Besides being the Co-Founding Partner and being actively engaged in some aspect of the day-to-day operations and governance of nearly every business in the Zingerman’s Community, Ari Weinzweig is also a prolific writer. His most recent publications are the first 4 of his 6 book series Zingerman’s Guide to Good Leading Series: A Lapsed Anarchist’s Approach to Building a Great Business (Part 1), Being a Better Leader (Part 2), Managing Ourselves (Part 3) and the newly-released Part 4, The Power of Beliefs in Business. Earlier books include the Zingerman’s Guides to Giving Great Service, Better Bacon, Good Eating, Good Olive Oil, Good Vinegar and Good Parmigiano-Reggiano.
Ari regularly travels across the country (and world) on behalf of ZingTrain, teaching organizations and businesses about Zingerman’s approach to business. He is a sought-after Keynote speaker, having delivered keynotes for Inc. 500, Microsoft Expo Spring Conference, Great Game of Business Gathering of Games, Positive Business Conference at the University of Michigan Ross School of Business, American Society for Quality (ASQ), and the American Cheese Society. Most recently, Ari and Paul Saginaw were invited to address an audience of 50,000 for the University of Michigan 2015 Spring Commencement.

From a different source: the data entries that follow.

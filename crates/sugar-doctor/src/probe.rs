use std::{collections::BTreeMap, io, process::Stdio, time::Duration};

use serde::{de::DeserializeOwned, Deserialize};
use tokio::process::Command;

/// How a probed command ended.
#[derive(Debug)]
pub enum CommandOutcome {
    Exited {
        code: Option<i32>,
        stdout: String,
        stderr: String,
    },
    /// The command couldn't be started, usually because it isn't installed.
    Missing(io::Error),
    /// Still running after the timeout. The child has been killed.
    TimedOut,
}

impl CommandOutcome {
    pub fn succeeded(&self) -> bool {
        matches!(self, Self::Exited { code: Some(0), .. })
    }
}

pub async fn run_command(program: &str, args: &[&str], timeout: Duration) -> CommandOutcome {
    log::debug!("Probing {program} {args:?}");

    let mut command = Command::new(program);
    command
        .args(args)
        .stdin(Stdio::null())
        .kill_on_drop(true);

    match tokio::time::timeout(timeout, command.output()).await {
        Err(_) => CommandOutcome::TimedOut,
        Ok(Err(e)) => CommandOutcome::Missing(e),
        Ok(Ok(output)) => CommandOutcome::Exited {
            code: output.status.code(),
            stdout: String::from_utf8_lossy(&output.stdout).into_owned(),
            stderr: String::from_utf8_lossy(&output.stderr).into_owned(),
        },
    }
}

/// One line describing why a probe didn't succeed.
fn failure_reason(program: &str, outcome: &CommandOutcome) -> String {
    match outcome {
        CommandOutcome::Exited { code, stderr, .. } => last_line(stderr).map_or_else(
            || match code {
                Some(code) => format!("{program} exited with code {code}"),
                None => format!("{program} was terminated by a signal"),
            },
            str::to_owned,
        ),
        CommandOutcome::Missing(e) => format!("Can't run {program}: {e}"),
        CommandOutcome::TimedOut => format!("{program} timed out"),
    }
}

fn stdout_or_reason(program: &str, outcome: CommandOutcome) -> Result<String, String> {
    match outcome {
        CommandOutcome::Exited {
            code: Some(0),
            stdout,
            ..
        } => Ok(stdout),
        outcome => Err(failure_reason(program, &outcome)),
    }
}

fn last_line(text: &str) -> Option<&str> {
    text.lines().rev().map(str::trim).find(|l| !l.is_empty())
}

/// Parse `Python 3.10.12` (or just `3.10`) into its numeric parts.
pub fn parse_python_version(text: &str) -> Option<(u32, u32, u32)> {
    let version = text
        .split_whitespace()
        .find(|word| word.starts_with(|c: char| c.is_ascii_digit()))?;
    let mut parts = version.split('.').map(|p| {
        p.chars()
            .take_while(char::is_ascii_digit)
            .collect::<String>()
            .parse::<u32>()
            .ok()
    });
    let major = parts.next()??;
    let minor = parts.next()??;
    let micro = parts.next().flatten().unwrap_or(0);
    Some((major, minor, micro))
}

pub async fn python_version(python: &str, timeout: Duration) -> Result<(u32, u32, u32), String> {
    match run_command(python, &["--version"], timeout).await {
        CommandOutcome::Exited {
            code: Some(0),
            stdout,
            stderr,
        } => {
            // Old interpreters print the version to stderr.
            parse_python_version(&stdout)
                .or_else(|| parse_python_version(&stderr))
                .ok_or_else(|| format!("Unrecognised version output: {}", stdout.trim()))
        }
        outcome => Err(failure_reason(python, &outcome)),
    }
}

#[derive(Clone, Debug, PartialEq, Eq, Deserialize)]
pub struct GpuDevice {
    pub name: String,
    /// Bytes.
    pub total_memory: u64,
    pub major: u32,
    pub minor: u32,
    pub multi_processor_count: u32,
}

impl GpuDevice {
    pub fn memory_gb(&self) -> f64 {
        self.total_memory as f64 / 1024f64.powi(3)
    }
}

/// What PyTorch reports about the CUDA runtime.
#[derive(Clone, Debug, PartialEq, Eq, Deserialize)]
pub struct TorchInfo {
    pub version: String,
    pub cuda_available: bool,
    pub cuda_version: Option<String>,
    #[serde(default)]
    pub devices: Vec<GpuDevice>,
    pub current_device: Option<usize>,
}

impl TorchInfo {
    pub fn current(&self) -> Option<&GpuDevice> {
        self.devices.get(self.current_device?)
    }
}

const TORCH_PROBE: &str = r#"
import json
import torch

info = {
    "version": torch.__version__,
    "cuda_available": torch.cuda.is_available(),
    "cuda_version": torch.version.cuda,
    "devices": [],
    "current_device": None,
}
if info["cuda_available"]:
    for i in range(torch.cuda.device_count()):
        p = torch.cuda.get_device_properties(i)
        info["devices"].append({
            "name": p.name,
            "total_memory": p.total_memory,
            "major": p.major,
            "minor": p.minor,
            "multi_processor_count": p.multi_processor_count,
        })
    info["current_device"] = torch.cuda.current_device()
print(json.dumps(info))
"#;

const IMPORT_PROBE: &str = r#"
import importlib
import json
import sys

errors = {}
for name in sys.argv[1:]:
    try:
        importlib.import_module(name)
        errors[name] = None
    except Exception as e:
        errors[name] = f"{type(e).__name__}: {e}"
print(json.dumps(errors))
"#;

/// Libraries can print their own banners on import, so look for the JSON
/// on the last line that has any.
fn parse_json_line<T: DeserializeOwned>(stdout: &str) -> Result<T, String> {
    let line = stdout
        .lines()
        .rev()
        .map(str::trim)
        .find(|l| l.starts_with('{'))
        .ok_or_else(|| "Probe printed no result".to_owned())?;
    serde_json::from_str(line).map_err(|e| format!("Invalid probe output: {e}"))
}

pub fn parse_torch_info(stdout: &str) -> Result<TorchInfo, String> {
    parse_json_line(stdout)
}

pub async fn torch_info(python: &str, timeout: Duration) -> Result<TorchInfo, String> {
    let outcome = run_command(python, &["-c", TORCH_PROBE], timeout).await;
    parse_torch_info(&stdout_or_reason(python, outcome)?)
}

/// Import every module in one interpreter. Maps each module to its import error, if any.
pub async fn import_modules(
    python: &str,
    modules: &[&str],
    timeout: Duration,
) -> Result<BTreeMap<String, Option<String>>, String> {
    let mut args = vec!["-c", IMPORT_PROBE];
    args.extend_from_slice(modules);
    let outcome = run_command(python, &args, timeout).await;
    parse_json_line(&stdout_or_reason(python, outcome)?)
}

#[cfg(test)]
mod tests {
    use super::*;

    #[test]
    fn python_versions() {
        assert_eq!(parse_python_version("Python 3.10.12\n"), Some((3, 10, 12)));
        assert_eq!(parse_python_version("Python 3.12.0rc1"), Some((3, 12, 0)));
        assert_eq!(parse_python_version("Python 2.7"), Some((2, 7, 0)));
        assert_eq!(parse_python_version("command not found"), None);
    }

    #[test]
    fn torch_probe_output() {
        let stdout = "some banner\n{\"version\": \"2.4.0+cu124\", \"cuda_available\": true, \
             \"cuda_version\": \"12.4\", \"devices\": [{\"name\": \"NVIDIA GeForce RTX 5090\", \
             \"total_memory\": 34190917632, \"major\": 12, \"minor\": 0, \
             \"multi_processor_count\": 170}], \"current_device\": 0}\n";
        let info = parse_torch_info(stdout).expect("valid probe output");
        assert!(info.cuda_available);
        let device = info.current().expect("current device");
        assert_eq!(device.multi_processor_count, 170);
        assert!((device.memory_gb() - 31.8).abs() < 0.05);
    }

    #[test]
    fn torch_probe_garbage() {
        assert!(parse_torch_info("Traceback (most recent call last):").is_err());
    }

    #[tokio::test]
    async fn missing_command() {
        let outcome = run_command(
            "sugar-doctor-definitely-not-installed",
            &["--version"],
            Duration::from_secs(2),
        )
        .await;
        assert!(matches!(outcome, CommandOutcome::Missing(_)));
    }

    #[cfg(unix)]
    #[tokio::test]
    async fn slow_command_times_out() {
        let outcome = run_command("sleep", &["5"], Duration::from_millis(100)).await;
        assert!(matches!(outcome, CommandOutcome::TimedOut));
    }

    #[cfg(unix)]
    #[tokio::test]
    async fn exit_codes() {
        let ok = run_command("true", &["--version"], Duration::from_secs(2)).await;
        assert!(ok.succeeded());
        let failed = run_command("false", &["x"], Duration::from_secs(2)).await;
        assert!(matches!(failed, CommandOutcome::Exited { code: Some(1), .. }));
    }
}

One of Zingerman’s Guiding Principles is being an active part of the community and in 1988, Zingerman’s was instrumental in the founding of Food Gatherers, a food rescue program that delivers over 5 million pounds of food each year to the hungry residents of Washtenaw county. Every year Zingerman’s donates 10% of its previous years profits to local community organizations and non-profits. Ari has served on the board of The Ark, the longest continuously operating folk music venue in America.

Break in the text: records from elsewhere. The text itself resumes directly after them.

use std::path::PathBuf;

use sugar_doctor::{report, EnvExpectations};

// Purely informational: always exits successfully, whatever the checks found.
fn main() {
    env_logger::init();

    let expect = EnvExpectations::from_env();
    let working_dir = std::env::current_dir().unwrap_or_else(|_| PathBuf::from("."));

    let runtime = match tokio::runtime::Builder::new_current_thread()
        .enable_all()
        .build()
    {
        Ok(runtime) => runtime,
        Err(e) => {
            log::error!("Failed to initialize tokio runtime: {e}");
            return;
        }
    };

    println!("{}", report::render_banner());

    let reports = runtime.block_on(sugar_doctor::run_checks(
        &expect,
        &working_dir,
        |index, check| println!("{}", report::render_section(index, check)),
    ));

    println!("{}", report::render_summary(&expect, &reports));
}
use std::fmt;

#[derive(Clone, Copy, Debug, PartialEq, Eq)]
pub enum Status {
    Pass,
    /// Usable, but not what we'd recommend. Doesn't fail the check.
    Warn,
    Fail,
}

impl Status {
    pub fn icon(self) -> &'static str {
        match self {
            Self::Pass => "✅",
            Self::Warn => "⚠️ ",
            Self::Fail => "❌",
        }
    }
}

#[derive(Clone, Debug, PartialEq, Eq)]
pub struct CheckLine {
    /// `None` for plain informational lines.
    pub status: Option<Status>,
    pub text: String,
}

impl fmt::Display for CheckLine {
    fn fmt(&self, f: &mut fmt::Formatter<'_>) -> fmt::Result {
        match self.status {
            Some(status) => write!(f, "{} {}", status.icon(), self.text),
            None => f.write_str(&self.text),
        }
    }
}

/// Outcome of one check. A check passes unless it reported a failure.
#[derive(Clone, Debug, PartialEq, Eq)]
pub struct CheckReport {
    pub title: &'static str,
    pub lines: Vec<CheckLine>,
}

impl CheckReport {
    pub fn new(title: &'static str) -> Self {
        Self {
            title,
            lines: vec![],
        }
    }

    fn push(&mut self, status: Option<Status>, text: impl Into<String>) {
        self.lines.push(CheckLine {
            status,
            text: text.into(),
        });
    }

    pub fn info(&mut self, text: impl Into<String>) {
        self.push(None, text);
    }

    pub fn pass(&mut self, text: impl Into<String>) {
        self.push(Some(Status::Pass), text);
    }

    pub fn warn(&mut self, text: impl Into<String>) {
        self.push(Some(Status::Warn), text);
    }

    pub fn fail(&mut self, text: impl Into<String>) {
        self.push(Some(Status::Fail), text);
    }

    pub fn passed(&self) -> bool {
        !self.lines.iter().any(|l| l.status == Some(Status::Fail))
    }

    pub fn count(&self, status: Status) -> usize {
        self.lines
            .iter()
            .filter(|l| l.status == Some(status))
            .count()
    }
}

Over the decades, the Zingerman’s founding partners have consistently been the recipients of public recognition from a variety of diverse organizations. In April 1995, Ari and Paul were awarded the Jewish Federation of Washtenaw County’s first Humanitarian Award. In 2006, Ari was recognized as one of the “Who’s Who of Food & Beverage in America” by the James Beard Foundation. In 2007, Ari and Paul were presented with the Lifetime Achievement Award from Bon Appetit magazine for their work in the food industry. Ari was awarded the Lifetime Achievement Award by the American Cheese Society in 2014. And Ari’s book, Building a Great Business was on Inc. magazine’s list of Best Books for Business Leaders.
Notwithstanding the awards, being engaged on a daily basis in the work of 10 businesses and 21 partners, writing books on business and in-depth articles on food for the Zingerman’s newsletter, Ari finds time to be a voracious reader. He acquires and reads more books than he can find room for. Ari might soon find himself the owner of the largest collection of Anarchist books in Ann Arbor outside the Labadie collection at the University of Michigan library!